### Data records
----------------
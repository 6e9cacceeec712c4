//! Desktop event loop
//!
//! One task owns the [`VideoPlayer`]. It is fed by the spawned config fetch,
//! the surface event channel and terminal input, and redraws on every tick.

use std::io;
use std::time::Duration;

use anyhow::{Context, Result};
use crossterm::{
    event::{self, DisableMouseCapture, EnableMouseCapture, Event},
    execute,
    terminal::{disable_raw_mode, enable_raw_mode, EnterAlternateScreen, LeaveAlternateScreen},
};
use ratatui::{backend::CrosstermBackend, Frame, Terminal};
use reel_core::{Action, EventStream, ReelColors, SurfaceEvent, VideoPlayer};
use tokio::task::JoinHandle;
use tracing::{debug, info, warn};
use url::Url;

use crate::controls::{translate, ControlAction};
use crate::overlay::{self, HitMap};

/// Redraw and input polling period
const TICK: Duration = Duration::from_millis(50);

type Fetch = JoinHandle<reel_core::Result<Url>>;

/// Player plus what the last frame drew
pub struct App {
    player: VideoPlayer,
    hits: HitMap,
    colors: ReelColors,
}

impl App {
    pub fn new(player: VideoPlayer) -> Self {
        Self {
            player,
            hits: HitMap::default(),
            colors: ReelColors::default(),
        }
    }

    pub fn player(&self) -> &VideoPlayer {
        &self.player
    }

    pub fn hits(&self) -> &HitMap {
        &self.hits
    }

    pub fn draw(&mut self, frame: &mut Frame) {
        self.hits = overlay::draw(frame, &self.player.render(), &self.colors);
    }

    /// Handle a terminal event; returns false when the user asked to quit
    pub fn on_input(&mut self, event: &Event) -> bool {
        match translate(event, &self.hits) {
            Some(ControlAction::Quit) => false,
            Some(ControlAction::Dispatch(action)) => {
                self.dispatch(action);
                true
            }
            None => true,
        }
    }

    pub fn on_surface_event(&mut self, event: SurfaceEvent) {
        if let Err(e) = self.player.handle_surface_event(event) {
            warn!(error = %e, "Surface rejected update");
        }
    }

    pub fn on_fetch(&mut self, result: reel_core::Result<Url>) {
        if let Err(e) = self.player.resolve_source(result) {
            warn!(error = %e, "Surface rejected source");
        }
    }

    fn dispatch(&mut self, action: Action) {
        if let Err(e) = self.player.dispatch(action) {
            warn!(error = %e, ?action, "Surface rejected update");
        }
    }
}

/// Take over the terminal and run until the user quits
pub async fn run(player: VideoPlayer, events: EventStream) -> Result<()> {
    let mut terminal = init_terminal()?;
    let result = run_loop(&mut terminal, App::new(player), events).await;
    restore_terminal(&mut terminal)?;
    result
}

async fn run_loop(
    terminal: &mut Terminal<CrosstermBackend<io::Stdout>>,
    mut app: App,
    mut events: EventStream,
) -> Result<()> {
    let mut fetch: Option<Fetch> = app.player.fetch_task().map(tokio::spawn);
    let mut ticker = tokio::time::interval(TICK);

    let outcome = loop {
        tokio::select! {
            Some(event) = events.recv() => app.on_surface_event(event),
            result = join_fetch(&mut fetch), if fetch.is_some() => {
                fetch = None;
                app.on_fetch(result);
            }
            _ = ticker.tick() => {
                if let Err(e) = terminal.draw(|f| app.draw(f)) {
                    break Err(e).context("draw frame");
                }
                match drain_input(&mut app) {
                    Ok(true) => {}
                    Ok(false) => break Ok(()),
                    Err(e) => break Err(e),
                }
            }
        }
    };

    if let Some(handle) = fetch {
        debug!("Aborting config fetch");
        handle.abort();
    }
    info!("Player closed");
    outcome
}

async fn join_fetch(fetch: &mut Option<Fetch>) -> reel_core::Result<Url> {
    match fetch {
        Some(handle) => match handle.await {
            Ok(result) => result,
            Err(e) => Err(io::Error::other(e).into()),
        },
        None => std::future::pending().await,
    }
}

/// Handle every pending terminal event without blocking
fn drain_input(app: &mut App) -> Result<bool> {
    while event::poll(Duration::ZERO).context("poll terminal events")? {
        let event = event::read().context("read terminal event")?;
        if !app.on_input(&event) {
            return Ok(false);
        }
    }
    Ok(true)
}

fn init_terminal() -> Result<Terminal<CrosstermBackend<io::Stdout>>> {
    enable_raw_mode().context("enable raw mode")?;
    undo_on_error(enter_screen, leave_screen)
}

fn enter_screen() -> Result<Terminal<CrosstermBackend<io::Stdout>>> {
    let mut stdout = io::stdout();
    execute!(stdout, EnterAlternateScreen, EnableMouseCapture).context("enter alternate screen")?;
    let backend = CrosstermBackend::new(stdout);
    let terminal = Terminal::new(backend).context("create terminal")?;
    Ok(terminal)
}

/// Leave raw mode and the alternate screen after a failed setup
fn leave_screen() {
    disable_raw_mode().ok();
    execute!(io::stdout(), DisableMouseCapture, LeaveAlternateScreen).ok();
}

/// Run `setup`, calling `undo` only when it fails
fn undo_on_error<T>(setup: impl FnOnce() -> Result<T>, undo: impl FnOnce()) -> Result<T> {
    setup().inspect_err(|_| undo())
}

fn restore_terminal(terminal: &mut Terminal<CrosstermBackend<io::Stdout>>) -> Result<()> {
    disable_raw_mode().ok();
    execute!(terminal.backend_mut(), DisableMouseCapture, LeaveAlternateScreen).ok();
    terminal.show_cursor().ok();
    Ok(())
}

#[cfg(test)]
mod tests {
    use super::*;
    use crossterm::event::{KeyCode, KeyEvent, KeyModifiers, MouseButton, MouseEvent, MouseEventKind};
    use ratatui::backend::TestBackend;
    use reel_core::{PlaybackRate, PlayerConfig, StaticSource};
    use std::sync::Arc;

    fn stream() -> Url {
        Url::parse("https://example/stream.m3u8").unwrap()
    }

    fn app() -> App {
        let source = Arc::new(StaticSource(stream()));
        App::new(VideoPlayer::new(PlayerConfig::default(), source))
    }

    fn draw(app: &mut App) {
        let mut terminal = Terminal::new(TestBackend::new(90, 12)).unwrap();
        terminal.draw(|f| app.draw(f)).unwrap();
    }

    fn click(column: u16, row: u16) -> Event {
        Event::Mouse(MouseEvent {
            kind: MouseEventKind::Down(MouseButton::Left),
            column,
            row,
            modifiers: KeyModifiers::NONE,
        })
    }

    #[test]
    fn test_click_on_option() {
        let mut app = app();
        app.on_fetch(Ok(stream()));
        draw(&mut app);

        let target = app
            .hits()
            .targets()
            .iter()
            .find(|t| t.label == "2x")
            .copied()
            .unwrap();
        assert!(app.on_input(&click(target.rect.x, target.rect.y)));
        assert_eq!(app.player().settings().rate, PlaybackRate::Double);
    }

    #[test]
    fn test_click_on_surface_plays() {
        let mut app = app();
        app.on_fetch(Ok(stream()));
        draw(&mut app);

        assert!(app.on_input(&click(45, 1)));
        assert!(!app.player().settings().paused);
    }

    #[test]
    fn test_failed_fetch_draws_nothing() {
        let mut app = app();
        app.on_fetch(Err(reel_core::Error::MissingCdn { cdn: "akfire_interconnect_quic".into() }));
        draw(&mut app);

        assert!(app.hits().targets().is_empty());
        assert!(app.on_input(&click(45, 1)));
    }

    #[test]
    fn test_quit_key() {
        let mut app = app();
        let quit = Event::Key(KeyEvent::new(KeyCode::Char('q'), KeyModifiers::NONE));
        assert!(!app.on_input(&quit));
    }

    #[test]
    fn test_surface_end_rewinds() {
        let mut app = app();
        app.on_fetch(Ok(stream()));
        app.on_surface_event(SurfaceEvent::load(10.0));
        app.on_surface_event(SurfaceEvent::progress(9.5));
        app.on_surface_event(SurfaceEvent::End);

        let settings = app.player().settings();
        assert!(settings.paused);
        assert_eq!(settings.current_time, 0.0);
    }

    #[test]
    fn test_failed_setup_is_undone() {
        let mut undone = false;
        let result: Result<()> = undo_on_error(|| Err(anyhow::anyhow!("no tty")), || undone = true);
        assert!(result.is_err());
        assert!(undone);

        let mut undone = false;
        let result = undo_on_error(|| Ok(7), || undone = true);
        assert_eq!(result.unwrap(), 7);
        assert!(!undone);
    }

    #[tokio::test]
    async fn test_join_fetch() {
        let mut fetch: Option<Fetch> = Some(tokio::spawn(async { Ok(stream()) }));
        assert_eq!(join_fetch(&mut fetch).await.unwrap(), stream());
    }
}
----------------
### TASK PROMPT
Apply a filter for "KeyCode" to the entries and show each line that passes.

### ANSWER SPACE
    use crossterm::event::{KeyCode, KeyEvent, KeyModifiers, MouseButton, MouseEvent, MouseEventKind};
        let quit = Event::Key(KeyEvent::new(KeyCode::Char('q'), KeyModifiers::NONE));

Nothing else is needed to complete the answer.